By Shabnam Verma | Capacity Building Coordinator
Slum families usually have very small houses. Therefore, they find it nearly impossible to grow enough vegetables to yield ample fresh produce to use for nutritious meals. Along with nutrition, growing plants provides confidence and a sense for making their immediate world more beautiful and natural. Caring for plants gives a sense of well being in a place where it is most desperately needed
With soft and attentive motivation and gentle perseverance, UHRC’s social facilitators encouraged slum families to grow vegetables that would thrive in their respective houses. Seeds and manure were provided, and after 4 years of stimulation (during 2016-2017), over 350 families gained the happiness and confidence that comes from growing one’s own beans, bottle gourds, round gourds, ribbed gourds, tomatoes, and brinjals (eggplant or aubergines) on small plants.

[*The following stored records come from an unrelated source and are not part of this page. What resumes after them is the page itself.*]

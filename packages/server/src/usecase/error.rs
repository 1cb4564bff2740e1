//! UseCase 層のエラー定義

use thiserror::Error;

use crate::domain::ConnectionId;

/// 宛先 1 件への配送失敗
///
/// 配送保証はないため、これらは呼び出し元でログに記録されるだけで、
/// 送信者には通知されません。
#[derive(Debug, Error, Clone, Copy, PartialEq, Eq)]
pub enum DeliveryError {
    /// 送信キューが満杯（受信側が遅い）
    #[error("outbox of connection {0} is full; message dropped")]
    OutboxFull(ConnectionId),

    /// 送信キューが閉じている（接続が終了処理中）
    #[error("outbox of connection {0} is closed")]
    OutboxClosed(ConnectionId),
}
//! Room-based WebSocket relay server.
//!
//! Relays chat messages to the other members of the room they are addressed to.
//!
//! Run with:
//! ```not_rust
//! cargo run --bin roomcast-server -- --port 8080
//! ```

use clap::Parser;
use roomcast_server::ServerConfig;
use roomcast_shared::logger::setup_logger;

#[tokio::main]
async fn main() {
    let config = ServerConfig::parse();

    // Initialize tracing
    setup_logger(env!("CARGO_BIN_NAME"), &config.log_level);

    // Run the server
    if let Err(e) = roomcast_server::run(config).await {
        tracing::error!("Server error: {}", e);
        std::process::exit(1);
    }
}
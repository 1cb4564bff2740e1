//! Terminal client for the Roomcast relay.
//!
//! Keeps its own list of joined rooms (the server never reports one) and sends
//! chat lines to a single active room.

pub mod command;
pub mod error;
pub mod runner;
pub mod session;

// Re-export entry points
pub use runner::run_client;
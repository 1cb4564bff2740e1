//! Shared helpers for integration tests.
//!
//! `TestServer` serves the real router on an ephemeral port inside the test's
//! runtime. `TestClient` is a thin tokio-tungstenite client speaking the
//! relay's envelope protocol.

#![allow(dead_code)]

use std::{net::SocketAddr, sync::Arc, time::Duration};

use futures_util::{SinkExt, StreamExt};
use roomcast_server::{
    domain::{ConnectionRepository, RoomId},
    infrastructure::repository::InMemoryConnectionRepository,
    ui::{serve, state::AppState},
};
use tokio::{net::TcpStream, sync::oneshot};
use tokio_tungstenite::{MaybeTlsStream, WebSocketStream, connect_async, tungstenite::Message};

/// How long to wait before concluding that nothing will arrive
pub const QUIET_PERIOD: Duration = Duration::from_millis(200);

/// Upper bound for anything that is expected to happen
pub const EVENTUALLY: Duration = Duration::from_secs(5);

pub struct TestServer {
    addr: SocketAddr,
    repository: Arc<InMemoryConnectionRepository>,
    shutdown: Option<oneshot::Sender<()>>,
}

impl TestServer {
    pub async fn start() -> Self {
        Self::start_with_capacity(64).await
    }

    pub async fn start_with_capacity(outbox_capacity: usize) -> Self {
        let listener = tokio::net::TcpListener::bind("127.0.0.1:0")
            .await
            .expect("Failed to bind test listener");
        let addr = listener.local_addr().expect("Failed to read local addr");

        let repository = Arc::new(InMemoryConnectionRepository::new());
        let state = Arc::new(AppState::new(repository.clone(), outbox_capacity));
        let (shutdown_tx, shutdown_rx) = oneshot::channel::<()>();

        tokio::spawn(async move {
            let shutdown = async move {
                let _ = shutdown_rx.await;
            };
            if let Err(e) = serve(listener, state, shutdown).await {
                eprintln!("test server error: {e}");
            }
        });

        Self {
            addr,
            repository,
            shutdown: Some(shutdown_tx),
        }
    }

    pub fn base_url(&self) -> String {
        format!("http://{}", self.addr)
    }

    pub fn ws_url(&self) -> String {
        format!("ws://{}/", self.addr)
    }

    /// Wait until `room` has exactly `expected` members.
    pub async fn wait_for_members(&self, room: &str, expected: usize) {
        let room_id = RoomId::new(room);
        let result = tokio::time::timeout(EVENTUALLY, async {
            loop {
                if self.repository.room_members(&room_id).await.len() == expected {
                    return;
                }
                tokio::time::sleep(Duration::from_millis(10)).await;
            }
        })
        .await;
        assert!(
            result.is_ok(),
            "room '{room}' never reached {expected} members"
        );
    }

    /// Wait until exactly `expected` connections are registered.
    pub async fn wait_for_connections(&self, expected: usize) {
        let result = tokio::time::timeout(EVENTUALLY, async {
            loop {
                if self.repository.count_connections().await == expected {
                    return;
                }
                tokio::time::sleep(Duration::from_millis(10)).await;
            }
        })
        .await;
        assert!(result.is_ok(), "never reached {expected} connections");
    }
}

impl Drop for TestServer {
    fn drop(&mut self) {
        if let Some(tx) = self.shutdown.take() {
            let _ = tx.send(());
        }
    }
}

pub struct TestClient {
    stream: WebSocketStream<MaybeTlsStream<TcpStream>>,
}

impl TestClient {
    pub async fn connect(server: &TestServer) -> Self {
        let (stream, _response) = connect_async(server.ws_url())
            .await
            .expect("Failed to connect");
        Self { stream }
    }

    pub async fn send_text(&mut self, text: &str) {
        self.stream
            .send(Message::Text(text.to_string().into()))
            .await
            .expect("Failed to send");
    }

    pub async fn join(&mut self, room: &str) {
        let envelope = serde_json::json!({"type": "join", "payload": {"roomId": room}});
        self.send_text(&envelope.to_string()).await;
    }

    pub async fn chat(&mut self, room: &str, message: &str) {
        let envelope = serde_json::json!({
            "type": "chat",
            "payload": {"roomId": room, "message": message}
        });
        self.send_text(&envelope.to_string()).await;
    }

    /// Next text frame, or `None` if nothing arrives within `wait`.
    pub async fn recv_text(&mut self, wait: Duration) -> Option<String> {
        let result = tokio::time::timeout(wait, async {
            while let Some(frame) = self.stream.next().await {
                match frame {
                    Ok(Message::Text(text)) => return Some(text.to_string()),
                    Ok(Message::Close(_)) | Err(_) => return None,
                    Ok(_) => continue,
                }
            }
            None
        })
        .await;
        result.unwrap_or(None)
    }

    /// Next text frame; panics if none arrives.
    pub async fn expect_text(&mut self) -> String {
        self.recv_text(EVENTUALLY)
            .await
            .expect("Expected a text frame")
    }

    /// Assert that no text frame arrives during the quiet period.
    pub async fn expect_silence(&mut self) {
        let received = self.recv_text(QUIET_PERIOD).await;
        assert!(received.is_none(), "unexpected frame: {received:?}");
    }

    pub async fn close(mut self) {
        let _ = self.stream.close(None).await;
    }
}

They used small spaces in the front and behind their houses, in waste buckets of paints and other broken containers. Seeds were sown in July 2016, and plants were carefully tended as they grew. During Sept. 2016 to Feb 2017, over 350 families grew about 5250 Kg of vegetables. The magnificent results totaled to about 35 kg tomatoes, 45 kg beans, 100 kg bottle gourds and round gourds, 65 kg brinjals(eggplant), 65 kg ribbed gourds, 20 kg small green peppers, and 20 kg pumpkin.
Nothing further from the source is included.